1970-1980: AI Winter
High Expectation, coupled with the limitations in computing power and the complexity of AI problems, resulted in decreased funding and interest in AI research. Many projects were abandoned due to unrealized goals. Due to the limitations of symbolic AI, throughout the following decades, researchers began exploring connectionist models inspired by the human brain’s neural networks. And that sparked the interest in neural networks and machine learning.
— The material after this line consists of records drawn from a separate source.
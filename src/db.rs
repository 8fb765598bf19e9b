//! Relational store for users, lists and tasks.
//!
//! A thin layer over an sqlx SQLite pool. Each method is a single statement
//! except [`Database::delete_list`], which removes a list and its tasks in one
//! transaction. Queries are built at runtime (`query_as`), so the crate builds
//! without a live database.

use chrono::Utc;
use sqlx::sqlite::{SqliteConnectOptions, SqlitePool, SqlitePoolOptions};
use std::str::FromStr;

use crate::models::{List, ListId, NewTask, Task, User, UserId, UserLookup};

/// Handle to the domain database. Cheap to clone; clones share the pool.
#[derive(Clone, Debug)]
pub struct Database {
    pool: SqlitePool,
}

impl Database {
    /// Opens (creating if needed) the SQLite database at `url` and applies
    /// pending migrations.
    pub async fn connect(url: &str) -> Result<Self, sqlx::Error> {
        let options = SqliteConnectOptions::from_str(url)?
            .create_if_missing(true)
            .foreign_keys(true);
        let pool = SqlitePoolOptions::new().connect_with(options).await?;
        Self::from_pool(pool).await
    }

    /// A private in-memory database, used by tests and throwaway runs.
    ///
    /// The pool is pinned to a single connection that is never recycled,
    /// since each SQLite in-memory connection is its own database.
    pub async fn in_memory() -> Result<Self, sqlx::Error> {
        let options = SqliteConnectOptions::from_str("sqlite::memory:")?.foreign_keys(true);
        let pool = SqlitePoolOptions::new()
            .max_connections(1)
            .min_connections(1)
            .idle_timeout(None)
            .max_lifetime(None)
            .connect_with(options)
            .await?;
        Self::from_pool(pool).await
    }

    async fn from_pool(pool: SqlitePool) -> Result<Self, sqlx::Error> {
        sqlx::migrate!("./migrations").run(&pool).await?;
        Ok(Self { pool })
    }

    /// Whether any user matches `lookup`.
    pub async fn user_exists(&self, lookup: UserLookup<'_>) -> Result<bool, sqlx::Error> {
        let sql = format!(
            "SELECT EXISTS(SELECT 1 FROM users WHERE {} = ?)",
            lookup.column()
        );
        let (exists,): (bool,) = sqlx::query_as(&sql)
            .bind(lookup.value())
            .fetch_one(&self.pool)
            .await?;
        Ok(exists)
    }

    pub async fn find_user(&self, lookup: UserLookup<'_>) -> Result<Option<User>, sqlx::Error> {
        let sql = format!("SELECT * FROM users WHERE {} = ?", lookup.column());
        sqlx::query_as::<_, User>(&sql)
            .bind(lookup.value())
            .fetch_optional(&self.pool)
            .await
    }

    pub async fn find_user_by_id(&self, id: UserId) -> Result<Option<User>, sqlx::Error> {
        sqlx::query_as::<_, User>("SELECT * FROM users WHERE id = ?")
            .bind(id)
            .fetch_optional(&self.pool)
            .await
    }

    /// Inserts a user. A duplicate username or email surfaces as a unique
    /// violation (see [`crate::error::is_unique_violation`]).
    pub async fn create_user(
        &self,
        username: &str,
        email: &str,
        password_hash: &str,
    ) -> Result<User, sqlx::Error> {
        let now = Utc::now();
        sqlx::query_as::<_, User>(
            "INSERT INTO users (username, email, password_hash, created_at, updated_at)
             VALUES (?, ?, ?, ?, ?)
             RETURNING *",
        )
        .bind(username)
        .bind(email)
        .bind(password_hash)
        .bind(now)
        .bind(now)
        .fetch_one(&self.pool)
        .await
    }

    pub async fn create_list(&self, user_id: UserId, title: &str) -> Result<List, sqlx::Error> {
        let now = Utc::now();
        sqlx::query_as::<_, List>(
            "INSERT INTO lists (title, user_id, created_at, updated_at)
             VALUES (?, ?, ?, ?)
             RETURNING *",
        )
        .bind(title)
        .bind(user_id)
        .bind(now)
        .bind(now)
        .fetch_one(&self.pool)
        .await
    }

    pub async fn find_list(&self, id: ListId) -> Result<Option<List>, sqlx::Error> {
        sqlx::query_as::<_, List>("SELECT * FROM lists WHERE id = ?")
            .bind(id)
            .fetch_optional(&self.pool)
            .await
    }

    /// Lists owned by `user_id`, in storage order.
    pub async fn lists_by_user(&self, user_id: UserId) -> Result<Vec<List>, sqlx::Error> {
        sqlx::query_as::<_, List>("SELECT * FROM lists WHERE user_id = ? ORDER BY id")
            .bind(user_id)
            .fetch_all(&self.pool)
            .await
    }

    /// Deletes the list and every task in it. Returns the number of tasks
    /// removed.
    pub async fn delete_list(&self, id: ListId) -> Result<u64, sqlx::Error> {
        let mut tx = self.pool.begin().await?;
        let tasks = sqlx::query("DELETE FROM tasks WHERE list_id = ?")
            .bind(id)
            .execute(&mut *tx)
            .await?
            .rows_affected();
        let lists = sqlx::query("DELETE FROM lists WHERE id = ?")
            .bind(id)
            .execute(&mut *tx)
            .await?
            .rows_affected();
        if lists == 0 {
            tx.rollback().await?;
            return Err(sqlx::Error::RowNotFound);
        }
        tx.commit().await?;
        Ok(tasks)
    }

    pub async fn create_task(&self, task: NewTask) -> Result<Task, sqlx::Error> {
        let now = Utc::now();
        sqlx::query_as::<_, Task>(
            "INSERT INTO tasks (title, description, due_date, completed, list_id, created_at, updated_at)
             VALUES (?, ?, ?, FALSE, ?, ?, ?)
             RETURNING *",
        )
        .bind(task.title)
        .bind(task.description)
        .bind(task.due_date)
        .bind(task.list_id)
        .bind(now)
        .bind(now)
        .fetch_one(&self.pool)
        .await
    }

    /// Tasks in `list_id`, in storage order.
    pub async fn tasks_by_list(&self, list_id: ListId) -> Result<Vec<Task>, sqlx::Error> {
        sqlx::query_as::<_, Task>("SELECT * FROM tasks WHERE list_id = ? ORDER BY id")
            .bind(list_id)
            .fetch_all(&self.pool)
            .await
    }
}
Milestone: IBM’s Deep Blue’s victory over Garry Kasparov on 1997
Millennium
With millennium and increase in computing power and the availability of vast amount of data, AI research had a new lease of life. Algorithms like Convolutional neural networks CNNs and recurrent neural networks RNNs reshowed remarkable success in image and Speech recognition, language processing and more. Until 2010, the machines were being developed that could learn from data, identify patterns, and make decisions with minimal human intervention
THE PRESENT
Deep Learning – encourages machines to think more creatively and take the initiatives
Narrow AI – Google Search , Netflix sort, Alexa
Transformers, on the other hand, can track the relationships in sequential data, and learn the context, resulting in much more accurate translations. (google translate has become more accurate)
BERT and GPT emerged
TayTweets – Chatbot – Failure
THE FUTURE
The future of artificial intelligence holds immense potential to transform various aspects of society, from healthcare and education to business and governance.
Emerging Trends in AI:
- Advanced Machine Learning Algorithms
- AI and Edge Computing
- Explainable AI (XAI)
- AI in Personalization
- Ethical and Responsible AI
Challenges in the Future of AI:
- Data Privacy and Security
- Bias and Fairness
- Regulation and Governance
- Job Displacement and Workforce Transition
- Energy Consumption and Environmental Impact
Agile in AI Development
How AI development aligns with Agile principles:
Iterative Learning: AI models improve over time with more data and feedback.
Collaboration: Cross-functional teams (data scientists, engineers, domain experts) work together.
Adaptability: AI systems must adapt to new data and changing environments.